» Brief:
Return, in their exact form, the lines that lie between the start of the data below and the line containing "use crate::config::schema::DaemonConfig;", with both ends included.

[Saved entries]
________________________
//! Configuration file watcher for hot rehash.

use std::path::{Path, PathBuf};
use std::time::Duration;

use notify::{Config, Event, RecommendedWatcher, RecursiveMode, Watcher};
use tokio::sync::mpsc;

use crate::config::loader::load_config;
use crate::config::schema::DaemonConfig;

/// Monitors the configuration file and emits freshly validated configs.
///
/// A change that fails to load or validate is logged and dropped; the
/// daemon keeps serving with the configuration it already has.
pub struct ConfigWatcher {
    path: PathBuf,
    update_tx: mpsc::UnboundedSender<DaemonConfig>,
}

impl ConfigWatcher {
    /// Create a new ConfigWatcher.
    ///
    /// Returns the watcher and a receiver for configuration updates.
    pub fn new(path: &Path) -> (Self, mpsc::UnboundedReceiver<DaemonConfig>) {
        let (update_tx, update_rx) = mpsc::unbounded_channel();

        (
            Self {
                path: path.to_path_buf(),
                update_tx,
            },
            update_rx,
        )
    }

    /// Start watching the file in a background thread.
    ///
    /// The returned watcher must be kept alive for events to flow.
    pub fn run(self) -> Result<RecommendedWatcher, notify::Error> {
        let tx = self.update_tx.clone();
        let path = self.path.clone();

        let mut watcher = RecommendedWatcher::new(
            move |res: notify::Result<Event>| match res {
                Ok(event) => {
                    if event.kind.is_modify() || event.kind.is_create() {
                        tracing::info!("Config file changed, starting rehash");
                        match load_config(&path) {
                            Ok(new_config) => {
                                let _ = tx.send(new_config);
                            }
                            Err(e) => {
                                tracing::error!(
                                    error = %e,
                                    "Rehash aborted, keeping current configuration"
                                );
                            }
                        }
                    }
                }
                Err(e) => tracing::error!("Watch error: {:?}", e),
            },
            Config::default().with_poll_interval(Duration::from_secs(2)),
        )?;

        watcher.watch(&self.path, RecursiveMode::NonRecursive)?;

        tracing::info!(path = ?self.path, "Config watcher started");
        Ok(watcher)
    }
}

#[cfg(test)]
mod tests {
    use super::*;

    /// Wait for an update whose connection limit matches, skipping any
    /// duplicate events the filesystem watcher delivered along the way.
    async fn update_with(
        updates: &mut mpsc::UnboundedReceiver<DaemonConfig>,
        max_connections: usize,
    ) -> DaemonConfig {
        tokio::time::timeout(Duration::from_secs(10), async {
            loop {
                let config = updates.recv().await.expect("watcher channel closed");
                if config.limits.max_connections == max_connections {
                    return config;
                }
            }
        })
        .await
        .expect("config update never arrived")
    }

    #[tokio::test]
    async fn valid_rewrites_flow_and_broken_ones_are_dropped() {
        let file = tempfile::NamedTempFile::new().unwrap();
        std::fs::write(file.path(), "[limits]\nmax_connections = 100\n").unwrap();

        let (watcher, mut updates) = ConfigWatcher::new(file.path());
        let _watcher_guard = watcher.run().unwrap();

        std::fs::write(file.path(), "[limits]\nmax_connections = 111\n").unwrap();
        let config = update_with(&mut updates, 111).await;
        assert_eq!(config.limits.max_connections, 111);

        // A rewrite that fails to load is logged and dropped; a parse
        // error has no config to send.
        std::fs::write(file.path(), "this is [ not toml").unwrap();
        tokio::time::sleep(Duration::from_millis(200)).await;

        // The watcher survives the broken file and delivers the next
        // good one.
        std::fs::write(file.path(), "[limits]\nmax_connections = 222\n").unwrap();
        let config = update_with(&mut updates, 222).await;
        assert_eq!(config.limits.max_connections, 222);
    }
}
________________________
» Output below:
//! Configuration file watcher for hot rehash.

use std::path::{Path, PathBuf};
use std::time::Duration;

use notify::{Config, Event, RecommendedWatcher, RecursiveMode, Watcher};
use tokio::sync::mpsc;

use crate::config::loader::load_config;
use crate::config::schema::DaemonConfig;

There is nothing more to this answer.